The nine EGFR inhibitors described above inhibit 25 proteins with nanomolar potency (<300 nM), and the DL model accurately ranked these proteins in the top 0.1–1.7% of all 2,420,586 predictions (median = 0.15%, Table S6). The DL-predicted rank score (‘potency’) against EGFR strongly related to the measured IR-DR score (Figure 3D), replicating the potency-activity relationship noted using laboratory data (Figure 3A) correctly clustering the nine compounds (Figure 3C, Appendix 1—figure 9A). DL also ranked several proteins that we already identified may compromise a positive IR-DR score (Figure 3E, Appendix 1—figure 9). For example, AURKB was a top-ranked predicted target for alisertib (26/19211), aligning with the data that inhibition of AURKB drives a negative IR-DR score. Additional predicted protein targets (Table S8) will also influence the IR-DR score, independently of EGFR, for example, MERTK, KCNH6 and PTK2B (Appendix 1—figure 9). Loss of PTK2B (focal adhesion kinase 2 [FAK2]), a risk gene for the development of tauopathy in AD (Tan et al., 2021), can promote the development of IR in vivo and in adipocytes (Luk et al., 2017; Yu et al., 2005) while inhibition of KCNH6 should probably be avoided,as it regulates insulin secretion (Yang et al., 2018). In contrast, a genetic loss-of-function variation in MERTK appears protective against IR, fatty liver disease and pro-inflammatory mediators in humans (Musso et al., 2017), and thus it represents a potential protein target against which current ‘EGFR’ inhibitors should be screened against. Therefore, we applied the same modelling strategy to 16 of the 28 less well-characterised EGFR inhibitors with proven sub-micromolar activity. Each was ranked highly by the model against EGFR (Table S7), with MAP3K19 being one of the highest ranked additional targets (Appendix 1—figure 10), and there was a negative correlation between predicted MAP3K19 binding and IR-DR score (Appendix 1—figure 10). Little is known about MAP3K19 (a ‘dark’ kinase) other than that it may contribute to ERK pathway activation (Hoang et al., 2020) – and some ERK inhibitors proved positive scoring in the IR-DR assay (Appendix 1—figure 3) – and thus MAP3K19 may be a novel positive effector of insulin signalling. MAP3K19 is not abundantly expressed in adipose or muscle tissue (lowest 10th percentile of gene expression in our studies) such that net compound efficacy in vivo may also reflect tissue-specific patterns of protein activity.
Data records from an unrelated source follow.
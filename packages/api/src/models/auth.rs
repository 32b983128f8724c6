use serde::{Deserialize, Serialize};

use super::is_blank;
use crate::error::ApiError;

/// JSON body of `POST /auth/login`.
#[derive(Clone, Debug, Default, PartialEq, Serialize)]
pub struct Credentials {
    pub email: String,
    pub password: String,
}

impl Credentials {
    pub fn validate(&self) -> Result<(), ApiError> {
        if is_blank(&self.email) || self.password.is_empty() {
            return Err(ApiError::Validation(
                "Both email and password are required.".to_string(),
            ));
        }
        Ok(())
    }
}

/// JSON body of `POST /auth/google-auth`: the Google ID-token credential.
#[derive(Clone, Debug, PartialEq, Serialize)]
pub struct GoogleCredential {
    pub token: String,
}

/// Reply of both login endpoints.
#[derive(Clone, Debug, Default, PartialEq, Deserialize)]
pub struct AuthResponse {
    #[serde(default)]
    pub token: Option<String>,
    #[serde(default)]
    pub message: Option<String>,
}

#[cfg(test)]
mod tests {
    use super::*;

    #[test]
    fn test_credentials_required() {
        let creds = Credentials {
            email: "a@b.c".into(),
            password: String::new(),
        };
        assert_eq!(
            creds.validate().unwrap_err().to_string(),
            "Both email and password are required."
        );

        let creds = Credentials {
            email: "a@b.c".into(),
            password: "secret".into(),
        };
        assert!(creds.validate().is_ok());
    }

    #[test]
    fn test_auth_response_partial() {
        let reply: AuthResponse = serde_json::from_str(r#"{"token": "t"}"#).unwrap();
        assert_eq!(reply.token.as_deref(), Some("t"));
        assert!(reply.message.is_none());
    }
}
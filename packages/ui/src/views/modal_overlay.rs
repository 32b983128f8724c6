use dioxus::prelude::*;

/// A full-screen backdrop that centers its children in a card.
/// Clicking the backdrop triggers `on_close`; clicks inside the card do not.
#[component]
pub fn ModalOverlay(
    on_close: EventHandler<()>,
    #[props(default = "440px".to_string())] max_width: String,
    children: Element,
) -> Element {
    rsx! {
        div {
            class: "modal-backdrop-custom",
            onclick: move |_| on_close.call(()),
            div {
                class: "modal-card bg-white rounded-3 shadow-lg w-100 mx-3",
                style: "max-width: {max_width}",
                onclick: move |evt: Event<MouseData>| evt.stop_propagation(),
                {children}
            }
        }
    }
}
General conclusions and limitations
We illustrate that a cell-line transcriptome-based high-throughput DR assay yields interpretable and quantitative pharmacological data when designed around robust clinical RNA signatures, and that DL-based drug target predictions can be used to interpret assay scores. Some of the drugs we identified may be suitable for treating acute IR, such as occurring during infection (Ceriello et al., 2020; Donath, 2021), and encouragingly several positive scoring drugs appear tolerable in longer-term preclinical models of metabolic or neurogenerative disease (Li et al., 2018b; Wang et al., 2012). The present approach could be extended to include a stratified medicine component, where evaluation of positively acting compounds is first trialled in T2DM patients with extreme IR (Choi et al., 2019). A number of positively acting IR-DR compounds, including selected mTOR inhibitors (Appendix 1—figure 3), are able to mimic a longevity-related RNA signature (Timmons et al., 2019) and thus may be potential geroprotectors (Fuentealba et al., 2019). A more extensive multi-disease signature approach could ultimately help tailor the DR process to the individual patient. We do acknowledge that some IR-DR assay negative scores may be false negatives, for example, selective HDAC inhibition (HDACi) can, through lower and shorter daily exposure (Sartor et al., 2019; Volmar et al., 2017), be beneficial (although positive attributes of HDACi on IR appear to reflect non-specific actions; Martins et al., 2019). Furthermore, despite correctly matching with nuclear receptor-induced muscle transcriptome signatures in vivo, there was a dearth of matches in vitro indicating that further optimisation of the IR-DR assay format is merited. It can be the case that certain classes of ligand require more sophisticated assay condition or require the use of primary cells. In conclusion; human transcriptome signatures, classic pharmacological assays, drug action in vivo and DL-based target prediction consistently link with drug transcriptional profiles in cell lines, establishing that expansion of such resources represents an important strategy for future DR efforts.
Materials and methods
We utilised human muscle and adipose tissue transcriptome profiles from multiple large studies (Civelek et al., 2017; Nakhuda et al., 2016; Slentz et al., 2016; Timmons et al., 2018). The individual sample identifiers utilised in this study are reported (Appendix 1—figure 10) and deposited online at GEO. Gene expression (IRON-normalised data; Welsh et al., 2013) was contrasted against log-transformed HOMA2-IR values (measured in fasting blood [Wallace et al., 2004] using the Excel-based version of http://www.dtu.ox.ac.uk/homacalculator, adjusting for patient age) using ANOVA and linear regression (Timmons et al., 2018). A robust transcriptional signature of IR shared across two human insulin-targeted tissues was identified (from a total of 337 genes significantly regulated in muscle, FDR < 5%, absolute correlation-coefficient (CC) >0.15); this represented our ‘disease signature’ (Appendix 1—figure 11). Gene expression responses that are proportional to treatment efficacy (reduced IR) and consistent across two human tissue types have not been previously investigated. Change in gene expression was derived from biopsy samples obtained before and following supervised lifestyle intervention. Lifestyle intervention ranged from aerobic to resistance training with modest calorie restriction, and varied in duration from 15 min (e.g. high-intensity cycle-based exercise) to >1 hr 3 days a week, as previously detailed (AbouAssi et al., 2015; Nakhuda et al., 2016; Phillips et al., 2017; Slentz et al., 2011). In short, we located genes tracking with efficacy, regardless of clinical protocol or ‘dosage’. Change in gene expression was related to change in HOMA2-IR identifying a consistent ‘treatment signature’ for muscle (mean q-value < 0.08, CC values consistent in 3/4 of muscle studies), and then those similarly regulated in adipose tissue were retained.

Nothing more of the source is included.